Pacific walruses are a little larger than their Atlantic counterparts, and the Laptev Sea populations are of intermediate size.
Walruses tend to inhabit areas with ice floes near the coasts of Arctic waterways, and migrate seasonally with as the ice recedes and expands. This migration can cover distances of 3,000 km. During summer months, males inhabit coastal beaches and rocky islets. Females and juveniles tend to stay on ice floes in all seasons.
Feeding Behavior (Ecology)
Walruses, Odobenus rosmarus, feed on crabs, echinoderms, mussels, and snails. Walruses are also known to feed occasionally on fish, seals, and even young whales.
Walruses, Odobenus rosmarus, mate in January and February, and are thought to mate underwater. Males sexually mature at 8-10 years, but do not usually begin mating until they are better able to compete for females at about 15 years of age. Males possess a large baculum (penis bone), which reaches up to 63 cm in length, which is the largest of any mammal in both absolute size and relative to body size. Females sexually mature at 6-7 years, and are fully grown at 10-12 years. Large mature males mate exclusively with a herd of females for 1-5 days. After mating, conception is delayed for 4-5 months. Calves are born 10-11 months after conception between mid-April to mid-June for a gestation period of 15-16 months. Females give birth to a single calf that measures about 1.1 m long and weighs approximately 63 kg. Calves are gray in color and able to swim at birth.
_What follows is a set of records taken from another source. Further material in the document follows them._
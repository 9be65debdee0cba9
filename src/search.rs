//! Entity search against the Wikidata `wbsearchentities` API.
//!
//! Searches are fire-once: no retry, and any transport, status or decoding
//! failure degrades to an empty candidate list. Callers treat "no
//! candidates" as "leave the text unresolved".

use std::time::Duration;

use async_trait::async_trait;
use reqwest::Client;
use serde::{Deserialize, Serialize};
use url::Url;

use crate::error::{Error, Result};

/// A knowledge-base entity returned for a text query.
#[derive(Debug, Clone, PartialEq, Eq, Serialize, Deserialize)]
pub struct CandidateEntity {
    /// Stable knowledge-base key (e.g. `Q90`).
    pub id: String,
    /// Display label.
    #[serde(default)]
    pub label: String,
    /// Short description; absent for some entities.
    #[serde(default)]
    pub description: Option<String>,
}

impl CandidateEntity {
    /// Create a candidate.
    #[must_use]
    pub fn new(id: impl Into<String>, label: impl Into<String>, description: Option<&str>) -> Self {
        Self {
            id: id.into(),
            label: label.into(),
            description: description.map(ToString::to_string),
        }
    }
}

/// Entity search capability: text in, ranked candidates out.
#[async_trait]
pub trait EntitySearch: Send + Sync + std::fmt::Debug {
    /// Candidates for `query`, in the service's relevance order.
    async fn search(&self, query: &str) -> Vec<CandidateEntity>;
}

/// Run several queries and union their results in order, keeping the first
/// occurrence of each id.
pub async fn search_union(search: &dyn EntitySearch, queries: &[String]) -> Vec<CandidateEntity> {
    let mut merged: Vec<CandidateEntity> = Vec::new();
    for query in queries {
        for candidate in search.search(query).await {
            if !merged.iter().any(|c| c.id == candidate.id) {
                merged.push(candidate);
            }
        }
    }
    merged
}

#[derive(Debug, Deserialize)]
struct SearchResponse {
    search: Vec<CandidateEntity>,
}

/// Client for the Wikidata entity search endpoint.
#[derive(Debug, Clone)]
pub struct WikidataSearch {
    client: Client,
    endpoint: Url,
    language: String,
}

impl WikidataSearch {
    /// Create a client for `endpoint` (e.g. `https://www.wikidata.org/w/api.php`).
    pub fn new(endpoint: &str, language: impl Into<String>, timeout: Duration) -> Result<Self> {
        let endpoint = Url::parse(endpoint)
            .map_err(|e| Error::Config(format!("invalid search endpoint {endpoint}: {e}")))?;
        let client = Client::builder()
            .timeout(timeout)
            .user_agent(concat!(env!("CARGO_PKG_NAME"), "/", env!("CARGO_PKG_VERSION")))
            .build()
            .map_err(|e| Error::Config(format!("failed to build search client: {e}")))?;

        Ok(Self {
            client,
            endpoint,
            language: language.into(),
        })
    }

    async fn fetch(&self, query: &str) -> std::result::Result<Vec<CandidateEntity>, String> {
        let response = self
            .client
            .get(self.endpoint.clone())
            .query(&[
                ("action", "wbsearchentities"),
                ("search", query),
                ("language", self.language.as_str()),
                ("format", "json"),
            ])
            .send()
            .await
            .map_err(|e| format!("request failed: {e}"))?;

        if !response.status().is_success() {
            return Err(format!("search service returned {}", response.status()));
        }

        let body: SearchResponse = response
            .json()
            .await
            .map_err(|e| format!("unexpected response body: {e}"))?;
        Ok(body.search)
    }
}

#[async_trait]
impl EntitySearch for WikidataSearch {
    async fn search(&self, query: &str) -> Vec<CandidateEntity> {
        if query.trim().is_empty() {
            return Vec::new();
        }

        match self.fetch(query).await {
            Ok(candidates) => {
                tracing::debug!(
                    name: "search.completed",
                    query,
                    candidates = candidates.len(),
                    "Entity search completed"
                );
                candidates
            }
            Err(reason) => {
                tracing::warn!(
                    name: "search.failed",
                    query,
                    reason = %reason,
                    "Entity search failed; treating as no candidates"
                );
                Vec::new()
            }
        }
    }
}

#[cfg(test)]
mod tests {
    use super::*;
    use std::collections::HashMap;

    #[derive(Debug, Default)]
    struct FixedSearch(HashMap<String, Vec<CandidateEntity>>);

    #[async_trait]
    impl EntitySearch for FixedSearch {
        async fn search(&self, query: &str) -> Vec<CandidateEntity> {
            self.0.get(query).cloned().unwrap_or_default()
        }
    }

    #[tokio::test]
    async fn test_union_dedupes_in_order() {
        let mut index = HashMap::new();
        index.insert(
            "Seine".to_string(),
            vec![
                CandidateEntity::new("Q1471", "Seine", Some("river in France")),
                CandidateEntity::new("Q5", "Seine", None),
            ],
        );
        index.insert(
            "Seine River".to_string(),
            vec![
                CandidateEntity::new("Q1471", "Seine", Some("river in France")),
                CandidateEntity::new("Q9", "Seine-et-Marne", None),
            ],
        );
        let search = FixedSearch(index);

        let merged = search_union(&search, &["Seine".to_string(), "Seine River".to_string()]).await;
        let ids: Vec<_> = merged.iter().map(|c| c.id.as_str()).collect();
        assert_eq!(ids, vec!["Q1471", "Q5", "Q9"]);
    }

    #[test]
    fn test_candidate_without_description() {
        let c: CandidateEntity = serde_json::from_str(r#"{"id":"Q42","label":"Douglas Adams"}"#).unwrap();
        assert!(c.description.is_none());
    }

    #[test]
    fn test_invalid_endpoint() {
        let result = WikidataSearch::new("not a url", "en", Duration::from_secs(1));
        assert!(matches!(result, Err(Error::Config(_))));
    }
}
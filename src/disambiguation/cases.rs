//! Hand-curated overrides for labels the search service ranks wrongly.

use crate::relation::Relation;

/// `(label, relation, id)`; matched exactly, case-sensitive.
const CASES: [(&str, Relation, &str); 7] = [
    ("mercury", Relation::CompoundHasParts, "Q925"),
    ("voice", Relation::PersonPlaysInstrument, "Q17172850"),
    ("Marianne", Relation::PersonHasEmployer, "Q3291285"),
    ("Mother Jones", Relation::PersonHasEmployer, "Q851510"),
    ("winger", Relation::FootballerPlaysPosition, "Q11681748"),
    ("sculptor", Relation::PersonHasProfession, "Q1281618"),
    // The dataset uses the State of Palestine here.
    ("Palestine", Relation::RiverBasinsCountry, "Q23792"),
];

/// The curated id for `item` under `relation`, if any.
#[must_use]
pub fn lookup(item: &str, relation: Relation) -> Option<&'static str> {
    CASES
        .iter()
        .find(|(label, rel, _)| *label == item && *rel == relation)
        .map(|(_, _, id)| *id)
}
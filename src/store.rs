//! Line-delimited JSON record batches.
//!
//! One record per line. Writes always truncate: a batch file is rewritten
//! whole, never patched in place.

use std::fs;
use std::io::{BufWriter, Write};
use std::path::{Path, PathBuf};

use crate::error::StoreError;
use crate::record::Record;

/// Read every record of a JSONL file. Blank lines are skipped.
pub fn read_records(path: impl AsRef<Path>) -> Result<Vec<Record>, StoreError> {
    let path = path.as_ref();
    let text = fs::read_to_string(path).map_err(|source| StoreError::Read {
        path: path.to_path_buf(),
        source,
    })?;

    text.lines()
        .enumerate()
        .filter(|(_, line)| !line.trim().is_empty())
        .map(|(idx, line)| {
            serde_json::from_str(line).map_err(|source| StoreError::Parse {
                path: path.to_path_buf(),
                line: idx + 1,
                source,
            })
        })
        .collect()
}

/// Read the records of `path` whose relation is `relation`.
pub fn read_relation(path: impl AsRef<Path>, relation: &str) -> Result<Vec<Record>, StoreError> {
    let mut records = read_records(path)?;
    records.retain(|r| r.relation == relation);
    Ok(records)
}

/// Truncate `path` and write one line per record. Parent directories are
/// created as needed.
pub fn write_records(path: impl AsRef<Path>, records: &[Record]) -> Result<(), StoreError> {
    let path = path.as_ref();
    let write_err = |source| StoreError::Write {
        path: path.to_path_buf(),
        source,
    };

    if let Some(parent) = path.parent().filter(|p| !p.as_os_str().is_empty()) {
        fs::create_dir_all(parent).map_err(write_err)?;
    }

    let file = fs::File::create(path).map_err(write_err)?;
    let mut out = BufWriter::new(file);
    for record in records {
        let line = serde_json::to_string(record)?;
        writeln!(out, "{line}").map_err(write_err)?;
    }
    out.flush().map_err(write_err)?;

    tracing::debug!(
        name: "store.written",
        path = %path.display(),
        records = records.len(),
        "Record batch written"
    );
    Ok(())
}

/// Concatenate every `*.jsonl` batch of `dir` (in file-name order), write the
/// result to `output`, and return it.
pub fn concat_records(
    dir: impl AsRef<Path>,
    output: impl AsRef<Path>,
) -> Result<Vec<Record>, StoreError> {
    let dir = dir.as_ref();
    let entries = fs::read_dir(dir).map_err(|source| StoreError::Read {
        path: dir.to_path_buf(),
        source,
    })?;

    let mut files: Vec<PathBuf> = entries
        .filter_map(|e| e.ok().map(|e| e.path()))
        .filter(|p| p.extension().is_some_and(|ext| ext == "jsonl"))
        .collect();
    files.sort();

    let mut all = Vec::new();
    for file in &files {
        all.extend(read_records(file)?);
    }
    write_records(output, &all)?;

    tracing::info!(
        name: "store.concatenated",
        dir = %dir.display(),
        files = files.len(),
        records = all.len(),
        "Batches concatenated"
    );
    Ok(all)
}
Calves are nursed for about 2 years, although they are capable of finding food before they are weaned. Females are most fertile between 9-11 years old, and generally give birth every other year.
Walruses in the wild can live up to 40 years.
Conservation Status & Comments
Walruses, Odobenus rosmarus, have been hunted for their meat, skin, and ivory. They are now protected in many places, however they continue to be killed by subsistence hunters and poachers.
References & Further Research
Center for Biological Diversity: Pacific walrus
Seal Conservation Society (SCS): Walrus, Odobenus rosmarus
W A L R U S E S . C O M
NATURE Toothwalkers: Giants of the Arctic Ice | PBS
FAO Species Identification Guide – Marine Mammals of the World (PDF)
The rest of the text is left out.